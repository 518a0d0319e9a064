//! Template metadata aggregate.
//!
//! A template declares what can be customised about it through three kinds of
//! tags:
//!
//! | Kind | Value | Drives |
//! |------|-------|--------|
//! | [`Tag`] | free text | literal / regex substitution |
//! | [`ConditionalTag`] | boolean | directive blocks + file exclusion |
//! | [`ComputedTag`] | boolean, derived | directive blocks + file exclusion |
//!
//! The metadata document is JSON with three optional arrays (`tags`,
//! `conditionalTags`, `computedTags`). Field names are camelCase on the wire.
//! An alternate foreign schema (`.template.config/template.json`) is mapped
//! onto this shape by an adapter before it ever reaches the domain.
//!
//! ## Key normalization invariant
//!
//! Every tag lacking an explicit `key` falls back to its `name`; entries
//! whose key is still empty after the fallback are dropped. Keys in a
//! normalized [`TemplateMetadata`] are therefore always non-empty. Call
//! [`TemplateMetadata::normalized`] after deserialising — the loader does.

use serde::{Deserialize, Deserializer, Serialize};

/// A named free-text substitution value.
#[derive(Debug, Clone, PartialEq, Eq, Default, Serialize, Deserialize)]
#[serde(rename_all = "camelCase")]
pub struct Tag {
    /// The literal token searched-and-replaced in file names and contents.
    /// Falls back to `name` when empty.
    #[serde(default)]
    pub key: String,

    /// Human-readable label shown on the input form.
    #[serde(default)]
    pub name: String,

    /// Value used when the caller supplies no override.
    #[serde(default)]
    pub default_value: String,

    /// Optional single-capture-group pattern. When present, the tag's value
    /// replaces the captured span of every match instead of literal key
    /// occurrences.
    #[serde(default, skip_serializing_if = "Option::is_none")]
    pub regex: Option<String>,
}

/// A named boolean switch.
///
/// Controls directive blocks in content and, through `files_to_include`, a
/// set of files that are excluded when the switch resolves false.
#[derive(Debug, Clone, PartialEq, Eq, Default, Serialize, Deserialize)]
#[serde(rename_all = "camelCase")]
pub struct ConditionalTag {
    /// Falls back to `name` when empty.
    #[serde(default)]
    pub key: String,

    #[serde(default)]
    pub name: String,

    /// Absent means `false`.
    #[serde(default, skip_serializing_if = "Option::is_none")]
    pub default_value: Option<bool>,

    /// Comma-separable glob of files that only belong in the output when the
    /// switch is true.
    #[serde(default)]
    pub files_to_include: String,
}

/// A boolean switch derived from an expression over other tag values.
#[derive(Debug, Clone, PartialEq, Eq, Default, Serialize, Deserialize)]
#[serde(rename_all = "camelCase")]
pub struct ComputedTag {
    pub key: String,

    /// Boolean/relational expression, e.g. `Count(auth, db) > 1`.
    #[serde(default)]
    pub expression: String,

    #[serde(default)]
    pub files_to_include: String,
}

/// The declared customisation surface of one template.
///
/// Constructed once per template fetch and immutable thereafter. Declaration
/// order of the arrays is preserved; the exclusion pattern accumulates in
/// that order.
#[derive(Debug, Clone, PartialEq, Eq, Default, Serialize, Deserialize)]
#[serde(rename_all = "camelCase")]
pub struct TemplateMetadata {
    #[serde(default, deserialize_with = "nullable_vec")]
    pub tags: Vec<Tag>,

    #[serde(default, deserialize_with = "nullable_vec")]
    pub conditional_tags: Vec<ConditionalTag>,

    #[serde(default, deserialize_with = "nullable_vec")]
    pub computed_tags: Vec<ComputedTag>,
}

impl TemplateMetadata {
    /// Conventional file name of the native metadata document.
    pub const FILE_NAME: &'static str = "templar.json";

    /// Apply the key-normalization invariant (name fallback, drop empties).
    #[must_use]
    pub fn normalized(mut self) -> Self {
        for tag in &mut self.tags {
            if tag.key.is_empty() {
                tag.key = tag.name.clone();
            }
        }
        self.tags.retain(|t| !t.key.is_empty());

        for tag in &mut self.conditional_tags {
            if tag.key.is_empty() {
                tag.key = tag.name.clone();
            }
        }
        self.conditional_tags.retain(|t| !t.key.is_empty());

        self.computed_tags.retain(|t| !t.key.is_empty());

        self
    }

    pub fn is_empty(&self) -> bool {
        self.tags.is_empty() && self.conditional_tags.is_empty() && self.computed_tags.is_empty()
    }
}

// Metadata documents in the wild write `"tags": null` as often as they omit
// the array; both must deserialise to an empty Vec.
fn nullable_vec<'de, D, T>(deserializer: D) -> Result<Vec<T>, D::Error>
where
    D: Deserializer<'de>,
    T: Deserialize<'de>,
{
    Ok(Option::<Vec<T>>::deserialize(deserializer)?.unwrap_or_default())
}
* * * *
## WHAT TO DO
In the records above, find the line containing "of literal key" and restate word for word every line from the first through that one.

## RESULT OF THIS TASK
repository 518a0d0319e9a064
//! Template metadata aggregate.
//!
//! A template declares what can be customised about it through three kinds of
//! tags:
//!
//! | Kind | Value | Drives |
//! |------|-------|--------|
//! | [`Tag`] | free text | literal / regex substitution |
//! | [`ConditionalTag`] | boolean | directive blocks + file exclusion |
//! | [`ComputedTag`] | boolean, derived | directive blocks + file exclusion |
//!
//! The metadata document is JSON with three optional arrays (`tags`,
//! `conditionalTags`, `computedTags`). Field names are camelCase on the wire.
//! An alternate foreign schema (`.template.config/template.json`) is mapped
//! onto this shape by an adapter before it ever reaches the domain.
//!
//! ## Key normalization invariant
//!
//! Every tag lacking an explicit `key` falls back to its `name`; entries
//! whose key is still empty after the fallback are dropped. Keys in a
//! normalized [`TemplateMetadata`] are therefore always non-empty. Call
//! [`TemplateMetadata::normalized`] after deserialising — the loader does.

use serde::{Deserialize, Deserializer, Serialize};

/// A named free-text substitution value.
#[derive(Debug, Clone, PartialEq, Eq, Default, Serialize, Deserialize)]
#[serde(rename_all = "camelCase")]
pub struct Tag {
    /// The literal token searched-and-replaced in file names and contents.
    /// Falls back to `name` when empty.
    #[serde(default)]
    pub key: String,

    /// Human-readable label shown on the input form.
    #[serde(default)]
    pub name: String,

    /// Value used when the caller supplies no override.
    #[serde(default)]
    pub default_value: String,

    /// Optional single-capture-group pattern. When present, the tag's value
    /// replaces the captured span of every match instead of literal key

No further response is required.